**Dataset entries**:
== == ==

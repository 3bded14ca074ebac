//! Transcript state fed by speech engine events
//!
//! Every result event rebuilds the displayed text from that event alone:
//! the segments from the event's result index to the end are concatenated
//! in order, and whatever was displayed before is discarded. Errors are
//! logged and never disturb the transcript or the recording.

use super::{SpeechEngine, SpeechEvent, SpeechSegment};
use crossbeam_channel::Receiver;
use tracing::{debug, warn};

/// Relays a speech engine's incremental results into displayable text
pub struct Transcriber {
    engine: Option<Box<dyn SpeechEngine>>,
    events: Option<Receiver<SpeechEvent>>,
    transcript: String,
}

impl Transcriber {
    pub fn new(engine: Box<dyn SpeechEngine>) -> Self {
        let events = engine.events();
        Self {
            engine: Some(engine),
            events: Some(events),
            transcript: String::new(),
        }
    }

    /// A transcriber with no engine behind it; every operation is a no-op
    pub fn unavailable() -> Self {
        Self {
            engine: None,
            events: None,
            transcript: String::new(),
        }
    }

    pub fn is_available(&self) -> bool {
        self.engine.is_some()
    }

    /// Start recognition if an engine is present
    pub fn start(&mut self) {
        if let Some(engine) = self.engine.as_mut() {
            if let Err(e) = engine.start() {
                warn!("Failed to start speech recognition: {}", e);
            }
        }
    }

    /// Stop recognition if an engine is present
    pub fn stop(&mut self) {
        if let Some(engine) = self.engine.as_mut() {
            engine.stop();
        }
    }

    /// Drain pending recognition events; call once per UI frame
    pub fn pump(&mut self) {
        let Some(events) = self.events.as_ref() else {
            return;
        };
        while let Ok(event) = events.try_recv() {
            match event {
                SpeechEvent::Result {
                    result_index,
                    segments,
                } => {
                    self.transcript = recompute(result_index, &segments);
                    debug!("Transcript now: '{}'", self.transcript);
                }
                SpeechEvent::Error(reason) => {
                    warn!("Speech recognition error: {}", reason);
                }
            }
        }
    }

    pub fn transcript(&self) -> &str {
        &self.transcript
    }
}

/// Concatenate the segments of one event from its result index onward
fn recompute(result_index: usize, segments: &[SpeechSegment]) -> String {
    segments
        .iter()
        .skip(result_index)
        .map(|segment| segment.text.as_str())
        .collect()
}

#[cfg(test)]
mod tests {
    use super::*;
    use crate::speech::ScriptedSpeechEngine;

    #[test]
    fn test_recompute_joins_from_result_index() {
        let segments = vec![
            SpeechSegment::finalized("hello "),
            SpeechSegment::finalized("there "),
            SpeechSegment::interim("world"),
        ];
        assert_eq!(recompute(0, &segments), "hello there world");
        assert_eq!(recompute(1, &segments), "there world");
        assert_eq!(recompute(3, &segments), "");
    }

    #[test]
    fn test_recompute_past_the_end_is_empty() {
        let segments = vec![SpeechSegment::interim("hi")];
        assert_eq!(recompute(9, &segments), "");
    }

    #[test]
    fn test_last_event_wins() {
        let engine = ScriptedSpeechEngine::with_events(vec![
            SpeechEvent::Result {
                result_index: 0,
                segments: vec![SpeechSegment::interim("hell")],
            },
            SpeechEvent::Result {
                result_index: 0,
                segments: vec![SpeechSegment::interim("hello")],
            },
            SpeechEvent::Result {
                result_index: 0,
                segments: vec![SpeechSegment::interim("hello world")],
            },
        ]);
        let mut transcriber = Transcriber::new(Box::new(engine));

        transcriber.start();
        transcriber.pump();

        assert_eq!(transcriber.transcript(), "hello world");
    }

    #[test]
    fn test_error_event_leaves_transcript_alone() {
        let engine = ScriptedSpeechEngine::with_events(vec![
            SpeechEvent::Result {
                result_index: 0,
                segments: vec![SpeechSegment::interim("so far")],
            },
            SpeechEvent::Error("no speech".into()),
        ]);
        let mut transcriber = Transcriber::new(Box::new(engine));

        transcriber.start();
        transcriber.pump();

        assert_eq!(transcriber.transcript(), "so far");
    }

    #[test]
    fn test_unavailable_transcriber_is_inert() {
        let mut transcriber = Transcriber::unavailable();
        assert!(!transcriber.is_available());

        transcriber.start();
        transcriber.pump();
        transcriber.stop();
        assert_eq!(transcriber.transcript(), "");
    }
}
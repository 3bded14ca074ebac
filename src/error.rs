//! Error types for the Recital application

use thiserror::Error;

/// Recital application errors
#[derive(Error, Debug, Clone)]
pub enum RecitalError {
    /// A required platform capability is absent entirely
    #[error("Unsupported capability: {0}")]
    Unsupported(String),

    /// Device access failed (denied, busy, or no device present)
    #[error("Device access error: {0}")]
    DeviceAccess(String),

    /// Recording session failure
    #[error("Recording session error: {0}")]
    Session(String),

    /// Clip assembly or file system error
    #[error("Clip error: {0}")]
    Clip(String),

    /// Speech recognition error
    #[error("Speech recognition error: {0}")]
    Speech(String),

    /// Channel communication error
    #[error("Channel error: {0}")]
    Channel(String),
}

impl From<std::io::Error> for RecitalError {
    fn from(e: std::io::Error) -> Self {
        RecitalError::Clip(e.to_string())
    }
}

impl RecitalError {
    /// Get a user-facing description of the error
    ///
    /// Returns a message suitable for display in a panel notice.
    pub fn user_message(&self) -> String {
        match self {
            RecitalError::Unsupported(what) => {
                format!("{} is not supported on this system.", what)
            }
            RecitalError::DeviceAccess(_) => {
                "Could not access the capture device. Check that it is connected and not in use."
                    .to_string()
            }
            RecitalError::Session(_) => "Recording failed. Please try again.".to_string(),
            RecitalError::Clip(_) => "Could not save the recording.".to_string(),
            RecitalError::Speech(_) => "Speech recognition failed.".to_string(),
            RecitalError::Channel(_) => {
                "Internal communication error. Please restart the application.".to_string()
            }
        }
    }
}

/// Result type alias for Recital operations
pub type Result<T> = std::result::Result<T, RecitalError>;

#[cfg(test)]
mod tests {
    use super::*;

    #[test]
    fn test_user_message_names_missing_capability() {
        let err = RecitalError::Unsupported("Speech recognition".to_string());
        assert!(err.user_message().contains("Speech recognition"));
    }

    #[test]
    fn test_io_error_converts_to_clip_error() {
        let io = std::io::Error::new(std::io::ErrorKind::NotFound, "gone");
        let err: RecitalError = io.into();
        assert!(matches!(err, RecitalError::Clip(_)));
    }
}
//! Synthetic capture provider for tests and hardware-free runs

use super::{MediaConstraints, MediaKind, MediaStream, StreamSource};
use crate::{DeviceAccess, RecitalError, Result};
use std::sync::atomic::{AtomicUsize, Ordering};

/// Scripted device provider: grants or denies every request
///
/// Counts requests so tests can observe re-grant behavior.
pub struct SyntheticDeviceAccess {
    deny_with: Option<String>,
    requests: AtomicUsize,
}

impl SyntheticDeviceAccess {
    /// Provider that grants every request with a synthetic stream
    pub fn granting() -> Self {
        Self {
            deny_with: None,
            requests: AtomicUsize::new(0),
        }
    }

    /// Provider that denies every request with the given message
    pub fn denying(message: &str) -> Self {
        Self {
            deny_with: Some(message.to_string()),
            requests: AtomicUsize::new(0),
        }
    }

    /// Number of requests seen so far
    pub fn request_count(&self) -> usize {
        self.requests.load(Ordering::SeqCst)
    }
}

impl DeviceAccess for SyntheticDeviceAccess {
    fn request_stream(&self, constraints: MediaConstraints) -> Result<MediaStream> {
        self.requests.fetch_add(1, Ordering::SeqCst);
        match &self.deny_with {
            Some(message) => Err(RecitalError::DeviceAccess(message.clone())),
            None => Ok(MediaStream::new(StreamSource::Synthetic(SyntheticStream {
                kind: constraints.kind(),
            }))),
        }
    }
}

/// A stream handle with no device behind it
pub struct SyntheticStream {
    kind: MediaKind,
}

impl SyntheticStream {
    pub(crate) fn kind(&self) -> MediaKind {
        self.kind
    }
}

#[cfg(test)]
mod tests {
    use super::*;

    #[test]
    fn test_granting_provider_counts_requests() {
        let provider = SyntheticDeviceAccess::granting();
        assert_eq!(provider.request_count(), 0);

        let stream = provider
            .request_stream(MediaConstraints::video_only())
            .unwrap();
        assert_eq!(stream.kind(), MediaKind::Video);
        assert_eq!(provider.request_count(), 1);
    }

    #[test]
    fn test_denying_provider_reports_message() {
        let provider = SyntheticDeviceAccess::denying("camera unplugged");
        let err = provider
            .request_stream(MediaConstraints::video_only())
            .unwrap_err();
        assert!(err.to_string().contains("camera unplugged"));
    }
}
//! Finished clips and the store that assembles them
//!
//! The store concatenates a session's fragments into a file under a
//! session-scoped temp directory. A [`Clip`] owns its file and deletes it
//! on drop, so replacing a clip releases the old recording instead of
//! leaking it.

use crate::capture::MediaKind;
use crate::{RecitalError, Result};
use chrono::{DateTime, Local};
use std::fs::{self, File};
use std::io::Write;
use std::path::{Path, PathBuf};
use std::sync::atomic::{AtomicU64, Ordering};
use tempfile::TempDir;
use tracing::{debug, info, warn};

/// Assembles fragments into playable files
///
/// All clips live in one temp directory that disappears with the store.
pub struct ClipStore {
    dir: TempDir,
    next_id: AtomicU64,
}

impl ClipStore {
    pub fn new() -> Result<Self> {
        let dir = TempDir::with_prefix("recital-")
            .map_err(|e| RecitalError::Clip(format!("Failed to create clip directory: {}", e)))?;
        debug!("Clip store at {}", dir.path().display());
        Ok(Self {
            dir,
            next_id: AtomicU64::new(0),
        })
    }

    /// Concatenate `fragments` into a new clip of the given kind
    ///
    /// Zero fragments still produce a clip; its file is simply empty.
    pub fn assemble(&self, fragments: &[Vec<u8>], kind: MediaKind) -> Result<Clip> {
        let id = self.next_id.fetch_add(1, Ordering::SeqCst);
        let path = self
            .dir
            .path()
            .join(format!("clip-{}.{}", id, kind.extension()));

        let mut file = File::create(&path)?;
        let mut len: u64 = 0;
        for fragment in fragments {
            file.write_all(fragment)?;
            len += fragment.len() as u64;
        }
        file.sync_all()?;

        info!(
            "Assembled {} clip: {} fragment(s), {} bytes, {}",
            kind,
            fragments.len(),
            len,
            path.display()
        );

        Ok(Clip {
            path,
            kind,
            len,
            recorded_at: Local::now(),
        })
    }
}

/// A playable recording, backed by a file this handle owns
pub struct Clip {
    path: PathBuf,
    kind: MediaKind,
    len: u64,
    recorded_at: DateTime<Local>,
}

impl Clip {
    /// De-referenceable location of the clip's bytes
    pub fn url(&self) -> &Path {
        &self.path
    }

    pub fn kind(&self) -> MediaKind {
        self.kind
    }

    /// MIME type the clip is tagged with
    pub fn mime(&self) -> &'static str {
        self.kind.mime()
    }

    pub fn len(&self) -> u64 {
        self.len
    }

    pub fn is_empty(&self) -> bool {
        self.len == 0
    }

    pub fn recorded_at(&self) -> DateTime<Local> {
        self.recorded_at
    }
}

impl Drop for Clip {
    fn drop(&mut self) {
        if let Err(e) = fs::remove_file(&self.path) {
            if e.kind() != std::io::ErrorKind::NotFound {
                warn!("Failed to release clip {}: {}", self.path.display(), e);
            }
        } else {
            debug!("Released clip {}", self.path.display());
        }
    }
}

#[cfg(test)]
mod tests {
    use super::*;

    #[test]
    fn test_assemble_concatenates_fragments() {
        let store = ClipStore::new().unwrap();
        let fragments = vec![b"abc".to_vec(), b"def".to_vec()];

        let clip = store.assemble(&fragments, MediaKind::Audio).unwrap();
        assert_eq!(clip.len(), 6);
        assert_eq!(clip.mime(), "audio/mp3");
        assert_eq!(fs::read(clip.url()).unwrap(), b"abcdef");
    }

    #[test]
    fn test_zero_fragments_still_yield_a_clip() {
        let store = ClipStore::new().unwrap();
        let clip = store.assemble(&[], MediaKind::Video).unwrap();

        assert!(clip.is_empty());
        assert!(clip.url().exists());
        assert!(clip.url().to_string_lossy().ends_with(".webm"));
    }

    #[test]
    fn test_drop_releases_the_file() {
        let store = ClipStore::new().unwrap();
        let clip = store.assemble(&[b"x".to_vec()], MediaKind::Audio).unwrap();
        let path = clip.url().to_path_buf();

        assert!(path.exists());
        drop(clip);
        assert!(!path.exists());
    }

    #[test]
    fn test_clip_names_do_not_collide() {
        let store = ClipStore::new().unwrap();
        let a = store.assemble(&[b"a".to_vec()], MediaKind::Audio).unwrap();
        let b = store.assemble(&[b"b".to_vec()], MediaKind::Audio).unwrap();
        assert_ne!(a.url(), b.url());
    }
}
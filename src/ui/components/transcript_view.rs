//! Recognized-speech display for the audio panel

use crate::ui::theme::Theme;
use egui::RichText;

/// Shows the live transcript, or why there is none
pub struct TranscriptView<'a> {
    transcript: &'a str,
    available: bool,
    theme: &'a Theme,
}

impl<'a> TranscriptView<'a> {
    pub fn new(transcript: &'a str, available: bool, theme: &'a Theme) -> Self {
        Self {
            transcript,
            available,
            theme,
        }
    }

    pub fn show(self, ui: &mut egui::Ui) {
        ui.label(
            RichText::new("Recognized Speech:")
                .strong()
                .color(self.theme.text_primary),
        );

        egui::Frame::none()
            .fill(self.theme.bg_secondary)
            .rounding(self.theme.card_rounding)
            .inner_margin(self.theme.spacing_sm)
            .show(ui, |ui| {
                ui.set_min_width(ui.available_width().min(360.0));
                if !self.available {
                    ui.label(
                        RichText::new("Speech recognition is not available.")
                            .italics()
                            .color(self.theme.text_muted),
                    );
                } else if self.transcript.is_empty() {
                    ui.label(RichText::new("…").color(self.theme.text_muted));
                } else {
                    ui.label(RichText::new(self.transcript).color(self.theme.text_primary));
                }
            });
    }
}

== == ==

**YOUR INSTRUCTIONS**: Locate the word "SyntheticDeviceAccess" in the entries, and copy every line where it is found.

**WRITTEN RESPONSE**:
pub struct SyntheticDeviceAccess {
impl SyntheticDeviceAccess {
impl DeviceAccess for SyntheticDeviceAccess {
        let provider = SyntheticDeviceAccess::granting();
        let provider = SyntheticDeviceAccess::denying("camera unplugged");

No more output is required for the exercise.